During the COVID-19 pandemic, farmers nationwide have taken a hit as disruptions in the food supply chain have made it difficult to get products to market. The EPA has helped by aiding cattle farmers in managing food waste, Wheeler said. The agency has also continued its review of hotly debated pesticides such as dicamba, Wheeler said. “It is important to keep a wide portfolio of pesticides available,” he said. “You hear complaints that we just rubber-stamp pesticide applications. We don’t. We take a hard look at the restrictions on the use.”

This year marks the 50th anniversary of the agency established in 1970 by President Richard Nixon to address the environmental responsibilities of the federal government. The EPA has been criticized in recent years for reversing a number of environmental policies. A recent analysis by The New York Times found more than 60 environmental rules reversed, revoked or weakened under the current administration with more than 30 rollbacks in progress. The regulatory changes touch on everything from air and water pollution to infrastructure and planning. Environmental groups and some states have been battling many of those changes with lawsuits in federal courts.

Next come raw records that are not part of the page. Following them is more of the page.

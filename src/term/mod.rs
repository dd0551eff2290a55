extern crate ansi_term;
extern crate ctrlc;
extern crate linefeed;

use crate::lang;
use crate::mach::Runtime;
use ansi_term::Style;
use linefeed::{Interface, ReadResult};
use std::io::BufRead;
use std::sync::atomic::Ordering;

pub fn main() {
    let mut filename: Option<String> = None;
    let mut debug = false;
    let mut minify = false;
    let mut interactive = false;
    let mut program_args: Vec<String> = Vec::new();
    for arg in std::env::args().skip(1) {
        if filename.is_none() && arg.starts_with('-') && arg.len() > 1 {
            match arg.as_str() {
                "-h" | "--help" => {
                    usage();
                    return;
                }
                "-d" | "--debug" => debug = true,
                "-m" | "--minify" => minify = true,
                "-i" | "--interactive" => interactive = true,
                _ => {
                    barf(&format!("Unknown argument `{}'", arg));
                    std::process::exit(1);
                }
            }
        } else if filename.is_none() {
            filename = Some(arg);
        } else {
            // everything after the file name belongs to the program
            program_args.push(arg);
        }
    }

    if interactive {
        if let Err(error) = repl(debug) {
            eprintln!("{}", error);
        }
        return;
    }

    let code = match read_program(&filename) {
        Ok(code) => code,
        Err(error) => {
            barf(&format!(
                "Could not read {}: {}",
                filename.as_deref().unwrap_or("STDIN"),
                error
            ));
            std::process::exit(1);
        }
    };

    if minify {
        match lang::tokenize(&code) {
            Ok(tokens) => println!("{}", lang::minify(&tokens)),
            Err(error) => {
                barf(&error.to_string());
                std::process::exit(1);
            }
        }
        return;
    }

    run_program(&code, debug, &program_args);
}

fn usage() {
    println!("Usage: snowman [OPTION]... [FILENAME] [ARGS]...");
    println!("Options:");
    println!("    -h, --help: display this message");
    println!("    -i, --interactive: start a REPL");
    println!("    -d, --debug: trace each token and the machine state");
    println!("    -m, --minify: print minified source and exit");
    println!("Snowman will read from STDIN (until EOF or a line reading __END__)");
    println!("if you do not specify a file name or the -h or -i options.");
}

fn barf(message: &str) {
    eprintln!("{}", Style::new().bold().paint(message));
}

fn read_program(filename: &Option<String>) -> std::io::Result<String> {
    match filename {
        Some(name) => std::fs::read_to_string(name),
        None => {
            let stdin = std::io::stdin();
            let mut code = String::new();
            for line in stdin.lock().lines() {
                let line = line?;
                if line == "__END__" {
                    break;
                }
                code.push_str(&line);
                code.push('\n');
            }
            Ok(code)
        }
    }
}

fn run_program(code: &str, debug: bool, program_args: &[String]) {
    let mut runtime = Runtime::new();
    runtime.trace = debug;
    for arg in program_args {
        runtime.add_arg(arg);
    }
    let interrupted = runtime.interrupt_handle();
    ctrlc::set_handler(move || {
        interrupted.store(true, Ordering::SeqCst);
    })
    .expect("Error setting Ctrl-C handler");

    let result = runtime.run(code);
    for error in runtime.take_errors() {
        barf(&format!("{}; non-fatal error, continuing", error));
    }
    if let Err(error) = result {
        barf(&format!("{}; fatal error, aborting", error));
        std::process::exit(1);
    }
}

fn repl(debug: bool) -> std::io::Result<()> {
    let interface = Interface::new("snowman")?;
    interface.set_prompt("~ ")?;
    let mut runtime = Runtime::new();
    runtime.trace = debug;
    let interrupted = runtime.interrupt_handle();
    ctrlc::set_handler(move || {
        interrupted.store(true, Ordering::SeqCst);
    })
    .expect("Error setting Ctrl-C handler");

    println!("Snowman {}", env!("CARGO_PKG_VERSION"));
    loop {
        match interface.read_line()? {
            ReadResult::Input(line) => {
                let result = runtime.run(&line);
                for error in runtime.take_errors() {
                    barf(&format!("{}; non-fatal error, continuing", error));
                }
                if let Err(error) = result {
                    // a fatal error ends the program, not the session
                    barf(&format!("{}; fatal error, aborting", error));
                }
                print!("{}", runtime.debug());
                interface.add_history_unique(line);
            }
            ReadResult::Signal(_) | ReadResult::Eof => break,
        }
    }
    Ok(())
}
//! # Snowman
//!
//! An interpreter for the Snowman programming language: eight variables,
//! no stack, and around eighty operators that fight over them.
//!
//! Run a program from a file with `snowman program.snowman`, pipe one in on
//! STDIN, or start a REPL with `snowman -i`. The `-d` flag traces every
//! token together with the machine state, and `-m` prints a minified copy
//! of the program instead of running it.
//!
//! Embedders want [`mach::Runtime`]: feed it source with `run`, inspect the
//! machine with `debug`, and collect non-fatal errors afterwards.

#[path = "doc/introduction.rs"]
#[allow(non_snake_case)]
pub mod _Introduction;

#[path = "doc/appendix_a.rs"]
#[allow(non_snake_case)]
pub mod __Appendix_A;

pub mod lang;
pub mod mach;
pub mod term;
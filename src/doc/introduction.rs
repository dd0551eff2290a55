/*!
# An Introduction to Snowman

Snowman has no stack and no named user variables. It has eight slots, called
`a` through `h`, and every operator communicates through them. Which slots an
operator may touch is controlled by a set of *active* flags, and flipping
those flags around is half the game of writing a Snowman program.

Start a REPL with `snowman -i`. After every line it prints the machine: one
`{ }` group per slot, with a `*` marking the active ones, followed by any
permavars you have defined.

## Storing and retrieving

A literal like `7`, `"text"`, or the block `:1nA;` is *stored*: it lands in
the first active slot that is empty. An operator *retrieves* its operands
from the active slots in order, then stores its result the same way. So to
add two numbers you need active slots for them, plus an empty active slot
for the result:

<pre><code>&nbsp;~ }3 4nA
&nbsp;  {  } {* 7 } {  } {  } {*  } {  } {*  } {  }
</code></pre>

`}` makes `b`, `e`, and `g` active; `3` and `4` fill `b` and `e`; `nA` takes
both and leaves their sum in `b`.

The capitalization of `nA` matters. A letter operator's final-letter case is
its *consume* modifier: `nA` empties the slots it reads, `na` leaves them in
place. Three-letter operators spell it `NaB` (consume) versus `NAb` (keep).

## Printing

Text is an array of character codes. `sP` prints one:

<pre><code>&nbsp;~ }"Hello, World!"sP
&nbsp;  Hello, World!{  } {*  } {  } {  } {*  } {  } {*  } {  }
</code></pre>

Numbers become text with `tS` (inspect), so `}3 4nAtSsP` prints `7`.

## Blocks

Anything between `:` and `;` is an unevaluated block, stored like any other
value and run on demand. `bR` repeats a block, `bI` picks between two, `bW`
loops while a condition block leaves behind a true value. Note that the
condition comes *second*: `bW` takes the body from the first active block
slot and the condition from the next.

## Permavars

Operands are fetched strictly in slot order, so a counter sitting in slot
`a` would shadow the blocks an operator wants. Long-lived state goes in
*permavars* instead: an unbounded set of variables addressed by switch
tokens like `+`, `!`, `=+`, `=!`, `==+`, and so on. A switch token selects
the current permavar; `*` sets it from the first defined active value, and
`#` stores its value back into the slots. A countdown:

<pre><code>&nbsp;~ ~10*:#tSsP" "sP#1nS*;:#;bW
&nbsp;  10 9 8 7 6 5 4 3 2 1 {*  } {*  } {*  } {*  } {*  } {*  } {*  } {*  } +=0
</code></pre>

`~10*` activates everything and moves 10 into the permavar `+`. The first
block prints the counter and decrements it; the second fetches it as the
loop condition, so the loop stops when it reaches zero.

## Subroutines

`((` saves all eight slots and their active flags and hands you a blank
machine; `))` throws your machine away and restores the saved one. Permavars
survive the round trip, which makes them the way to pass results out.

For the full operator table, see Appendix A.
*/
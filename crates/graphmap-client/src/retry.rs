//! Bounded exponential backoff around transient statement failures.
//!
//! Transport errors and timeouts are not retried: they surface on the first
//! occurrence. Neither are server failures that repeating cannot fix, see
//! [`ServerError::is_transient`](crate::transport::ServerError::is_transient).

use graphmap_core::RetryPolicy;

use crate::client::{GraphError, Session};
use crate::transport::ResultSet;

impl Session {
    /// Execute `statement` until it succeeds or `policy` runs out of attempts.
    ///
    /// `on_failure` builds the error for a failed attempt from the server
    /// message. A permanent failure or a single-attempt policy returns that
    /// error as is; otherwise exhaustion wraps the last one in
    /// [`GraphError::RetriesExhausted`].
    pub async fn execute_retrying(
        &mut self,
        statement: &str,
        policy: &RetryPolicy,
        on_failure: impl Fn(String) -> GraphError,
    ) -> Result<ResultSet, GraphError> {
        let attempts = policy.attempts();
        let mut attempt = 1;
        loop {
            let result = self.execute(statement).await?;
            let Some(error) = result.error() else {
                return Ok(result);
            };
            let message = error.message.clone();

            if !error.is_transient() {
                tracing::debug!(attempt, code = error.code, error = %message, "Statement failed permanently");
                return Err(on_failure(message));
            }
            if attempt >= attempts {
                let last = on_failure(message);
                if attempts == 1 {
                    return Err(last);
                }
                return Err(GraphError::RetriesExhausted {
                    attempts,
                    last: Box::new(last),
                });
            }

            let delay = policy.delay_after(attempt);
            tracing::warn!(
                attempt,
                max_attempts = attempts,
                delay_ms = delay.as_millis() as u64,
                error = %message,
                "Statement failed, retrying"
            );
            tokio::time::sleep(delay).await;
            attempt += 1;
        }
    }
}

Wheeler discussed one of those policies Wednesday.

052720 McDonough: Georgia farmers listen while U.S. Environmental Protection Agency (EPA) Administrator Andrew Wheeler speaks at Southern Belle Farm while kicking off his Georgia swing on Wednesday, May 27, 2020, in McDonough.  Curtis Compton ccompton@ajc.com
icon to expand image

The Navigable Waters Protection Rule, which takes effect on June 22, revises the definition of navigable waters, which are federally protected under the Clean Water Act. “This rule gave greater certainty to states and landowners and especially farmers who have suffered for generations with uncertainty over what exactly constitutes a navigable water,” Wheeler said to the crowd on Wednesday.

Environmental advocates say those changes allow for unchecked pollution in the nation’s waterways. Blan Holman, leader of the Southern Environmental Law Center’s Clean Water Defense Initiative, said the rule would be “the biggest rollback in the history of the Clean Water Act,” gutting protections that have been in place since the Nixon era.

“The federal government shouldn’t step in and try to protect every last single piece of wetlands or waterways across the country,” Wheeler said.

Locally, EPA employees have been teleworking during COVID-19 (about 40 EPA employees throughout the country have been sickened by the virus, Wheeler said), but some workers have remained on site for projects that pose a risk to environmental and human health, such as lead removal on Atlanta’s Westside. The area was listed as a Superfund site — a site where contamination would require federal assistance for long-term cleanup — after an Emory student shared data with the EPA showing elevated lead levels in soil samples. Workers have continued to remove contaminated soil from 113 properties with 15 properties completed and three in progress as of late April.

>> RELATED: EPA targets lead contamination in Georgia schools, homes

Wheeler said the EPA has also continued to work on issues specifically related to the pandemic, including approving the use of more than 400 disinfectants that can be used in homes, offices and workplaces to kill COVID-19. The agency has worked to ensure drinking water and wastewater systems around the country are not disrupted by the pandemic, Wheeler said. Though some utilities have had trouble acquiring needed chemicals, the EPA worked to help them get the proper supplies. “Nowhere in the country has anyone’s water been impacted because of COVID-19,” he said.

On Thursday, Wheeler will make appearances at the Procter Creek Watershed and Pratt Pullman District, the 27 acres in Kirkwood scheduled for redevelopment as an entertainment district. The project, located on a former rail yard, has received a $300,000 federal Brownfields environmental grant for decontamination.